Después de aquellos besos, vinieron las fotos. La fotografió durante más de una hora. Empezó vestida, terminó casi desnuda y siguió todas sus instrucciones sin rechistar. Le dio todo lo que pedía, y si él hubiera querido, ella habría ido, incluso, más allá. Román disparaba fotos mostrando una visible erección. Lucía se entregó al presente como una niña que juega entre pañuelos de seda, se sentía hermosa y sexy, bañada por una luz resplandeciente. No, ella no era la presa, era la cazadora. En dos ocasiones se acercó hasta él y vio las fotos. Eran preciosas, naturales, pura verdad. Cada una de esas veces que se aproximó a él, Román la echó de su lado entre risas, no sin antes agarrar su cintura y morderle en el hombro en una sucesión de gestos rápidos que expresaban más contención que entrega.

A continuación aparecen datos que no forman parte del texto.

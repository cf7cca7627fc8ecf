pub mod images;
pub mod models;
pub mod readings;

use std::str::FromStr;

use anyhow::{Context, Result};
use sqlx::sqlite::{SqliteConnectOptions, SqlitePoolOptions};
use sqlx::SqlitePool;

pub use images::ImageIndex;
pub use readings::ReadingStore;

pub async fn create_pool(database_url: &str, max_connections: u32) -> Result<SqlitePool> {
    let options = SqliteConnectOptions::from_str(database_url)
        .with_context(|| format!("invalid DATABASE_URL: {database_url}"))?
        .create_if_missing(true);

    let pool = SqlitePoolOptions::new()
        .max_connections(max_connections)
        .connect_with(options)
        .await
        .with_context(|| format!("failed to open database {database_url}"))?;
    Ok(pool)
}

pub async fn run_migrations(pool: &SqlitePool) -> Result<()> {
    sqlx::migrate!("./migrations").run(pool).await?;
    Ok(())
}

/// Single-connection in-memory database with the schema applied.
///
/// Every connection to `sqlite::memory:` is its own database, so the pool is
/// pinned to one connection that never expires.
#[cfg(test)]
pub(crate) async fn test_pool() -> SqlitePool {
    let pool = SqlitePoolOptions::new()
        .max_connections(1)
        .idle_timeout(None)
        .max_lifetime(None)
        .connect("sqlite::memory:")
        .await
        .unwrap();
    run_migrations(&pool).await.unwrap();
    pool
}
use std::num::NonZeroU32;

use sqlx::SqlitePool;

use super::models::{NewReading, Reading};
use crate::error::Result;

/// Append-only log of sensor readings, ordered by `id`.
///
/// Each method is a single statement, so it is atomic on its own; nothing
/// here spans more than one call.
#[derive(Debug, Clone)]
pub struct ReadingStore {
    pool: SqlitePool,
}

impl ReadingStore {
    pub fn new(pool: SqlitePool) -> Self {
        Self { pool }
    }

    /// Insert `reading` and return the stored row with its assigned `id`.
    pub async fn append(&self, reading: &NewReading) -> Result<Reading> {
        let (latitude, longitude, satellites) = match reading.fix {
            Some(fix) => (Some(fix.latitude), Some(fix.longitude), fix.satellites),
            None => (None, None, 0),
        };

        let row = sqlx::query_as::<_, Reading>(
            r#"
            INSERT INTO readings
                (distance, alert, latitude, longitude, satellites, captured_at)
            VALUES (?, ?, ?, ?, ?, ?)
            RETURNING id, distance, alert, latitude, longitude, satellites, captured_at
            "#,
        )
        .bind(reading.distance)
        .bind(reading.alert)
        .bind(latitude)
        .bind(longitude)
        .bind(satellites)
        .bind(reading.captured_at)
        .fetch_one(&self.pool)
        .await?;

        Ok(row)
    }

    /// Most recently appended reading, if any.
    pub async fn latest(&self) -> Result<Option<Reading>> {
        let row = sqlx::query_as::<_, Reading>(
            r#"
            SELECT id, distance, alert, latitude, longitude, satellites, captured_at
            FROM readings
            ORDER BY id DESC
            LIMIT 1
            "#,
        )
        .fetch_optional(&self.pool)
        .await?;

        Ok(row)
    }

    /// Up to `limit` readings, newest first.
    pub async fn recent(&self, limit: NonZeroU32) -> Result<Vec<Reading>> {
        let rows = sqlx::query_as::<_, Reading>(
            r#"
            SELECT id, distance, alert, latitude, longitude, satellites, captured_at
            FROM readings
            ORDER BY id DESC
            LIMIT ?
            "#,
        )
        .bind(limit.get())
        .fetch_all(&self.pool)
        .await?;

        Ok(rows)
    }

    /// Delete every reading. Returns the number of rows removed.
    pub async fn clear(&self) -> Result<u64> {
        let done = sqlx::query("DELETE FROM readings")
            .execute(&self.pool)
            .await?;
        Ok(done.rows_affected())
    }
}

—Vuelve a tu posición. Vamos —decía riendo. Y la fotografiaba de nuevo—. Mírame, Lucía. Disfruta. Yo sé quién eres realmente. Muéstrame lo que los demás no pueden ver.

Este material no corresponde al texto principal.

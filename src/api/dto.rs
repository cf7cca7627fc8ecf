use chrono::{DateTime, Utc};
use serde::{Deserialize, Serialize};
use utoipa::ToSchema;

use crate::db::models::{ImageRecord, Reading};

/// A reading as the dashboard sees it. Missing GPS is rendered as explicit
/// `null` coordinates rather than omitted fields.
#[derive(Debug, Serialize, Deserialize, ToSchema)]
#[serde(rename_all = "camelCase")]
pub struct ReadingDto {
    /// `null` only for the empty-store placeholder.
    pub id: Option<i64>,
    /// Centimetres; `0` means no reading
    pub distance: f64,
    pub alert: bool,
    pub latitude: Option<f64>,
    pub longitude: Option<f64>,
    pub satellites: u32,
    /// `null` only for the empty-store placeholder.
    pub captured_at: Option<DateTime<Utc>>,
}

impl ReadingDto {
    /// Placeholder served by `/api/current` before anything was stored.
    pub fn empty() -> Self {
        Self {
            id: None,
            distance: 0.0,
            alert: false,
            latitude: None,
            longitude: None,
            satellites: 0,
            captured_at: None,
        }
    }
}

impl From<Reading> for ReadingDto {
    fn from(r: Reading) -> Self {
        Self {
            id: Some(r.id),
            distance: r.distance,
            alert: r.alert,
            latitude: r.latitude,
            longitude: r.longitude,
            satellites: r.satellites,
            captured_at: Some(r.captured_at),
        }
    }
}

#[derive(Debug, Serialize, Deserialize, ToSchema)]
#[serde(rename_all = "camelCase")]
pub struct ImageDto {
    pub id: i64,
    /// Blob name, fetchable under `/uploads/{filename}`
    pub filename: String,
    pub captured_at: DateTime<Utc>,
}

impl From<ImageRecord> for ImageDto {
    fn from(r: ImageRecord) -> Self {
        Self {
            id: r.id,
            filename: r.filename,
            captured_at: r.captured_at,
        }
    }
}

/// Plain acknowledgement, e.g. `{"status":"ok"}`.
#[derive(Debug, Serialize, Deserialize, ToSchema)]
pub struct StatusResponse {
    pub status: String,
}

impl StatusResponse {
    pub fn new(status: &str) -> Self {
        Self { status: status.to_owned() }
    }
}

#[derive(Debug, Serialize, Deserialize, ToSchema)]
pub struct ImageAccepted {
    pub status: String,
    pub filename: String,
}

#[derive(Debug, Serialize, Deserialize, ToSchema)]
#[serde(rename_all = "camelCase")]
pub struct HealthResponse {
    pub status: String,
    pub service: String,
    /// Capture time of the newest reading, `null` when none is known.
    pub last_update: Option<DateTime<Utc>>,
}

Lucía enloqueció de amor en esos minutos en los que primero posó tímida, casi de espaldas, y terminó rodando por el suelo con la camisa desabrochada. Miraba a Román detrás de la cámara. Oía su respiración más acelerada según avanzaba la sesión. Ella se dejaba observar, escrutar… y fue ella, sin ninguna instrucción, la que decidió convertir aquello en un juego sexual. Empezó a bailar sin que él se lo pidiera, se acarició en cada posado sin demanda alguna; se dio y le dio todo lo que tenía esa tarde. En aquel cuerpo no había más.

Román la acompañó a casa en un taxi. Lucía podía parecer avergonzada, pero no lo estaba. Miraba por la ventanilla y pensaba en Aurora y en César. Sus críticos más feroces nunca entenderían el rumbo de todo aquello. A decir verdad, se limitaba a saltar de fantasía en fantasía, disfrutando de todo lo que sus amigas más de una vez habían identificado como «lo que cualquier mujer en edad madura desearía vivir».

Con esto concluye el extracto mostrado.